## Stored data
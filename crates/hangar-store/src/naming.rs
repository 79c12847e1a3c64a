use std::path::Path;

/// Highest numbered probe tried before falling back to a random token.
pub const MAX_NAME_PROBES: u32 = 999;

/// Find a name derived from `base` that is free in `dir`.
///
/// Probes `base`, `base 2`, `base 3`, ... up to [`MAX_NAME_PROBES`], testing
/// for `<probe>.<extension>` (or the bare probe when `extension` is `None`).
/// When every probe is taken a UUID is returned instead. The returned name
/// never includes the extension.
pub fn unique_name(dir: &Path, base: &str, extension: Option<&str>) -> String {
    let taken = |candidate: &str| {
        let entry = match extension {
            Some(ext) => format!("{candidate}.{ext}"),
            None => candidate.to_owned(),
        };
        dir.join(entry).exists()
    };

    for n in 1..=MAX_NAME_PROBES {
        let candidate = if n == 1 {
            base.to_owned()
        } else {
            format!("{base} {n}")
        };
        if !taken(&candidate) {
            return candidate;
        }
    }

    let fallback = uuid::Uuid::new_v4().to_string();
    tracing::debug!("all {MAX_NAME_PROBES} probes for '{base}' taken, using {fallback}");
    fallback
}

## TASK STATEMENT
Top to bottom, the records above must be output exactly.

## ANSWER TO THIS TASK
filename crates/hangar-store/src/naming.rs
repository 79c12847e1a3c64a
use std::path::Path;

/// Highest numbered probe tried before falling back to a random token.
pub const MAX_NAME_PROBES: u32 = 999;

/// Find a name derived from `base` that is free in `dir`.
///
/// Probes `base`, `base 2`, `base 3`, ... up to [`MAX_NAME_PROBES`], testing
/// for `<probe>.<extension>` (or the bare probe when `extension` is `None`).
/// When every probe is taken a UUID is returned instead. The returned name
/// never includes the extension.
pub fn unique_name(dir: &Path, base: &str, extension: Option<&str>) -> String {
    let taken = |candidate: &str| {
        let entry = match extension {
            Some(ext) => format!("{candidate}.{ext}"),
            None => candidate.to_owned(),
        };
        dir.join(entry).exists()
    };

    for n in 1..=MAX_NAME_PROBES {
        let candidate = if n == 1 {
            base.to_owned()
        } else {
            format!("{base} {n}")
        };
        if !taken(&candidate) {
            return candidate;
        }
    }

    let fallback = uuid::Uuid::new_v4().to_string();
    tracing::debug!("all {MAX_NAME_PROBES} probes for '{base}' taken, using {fallback}");
    fallback
}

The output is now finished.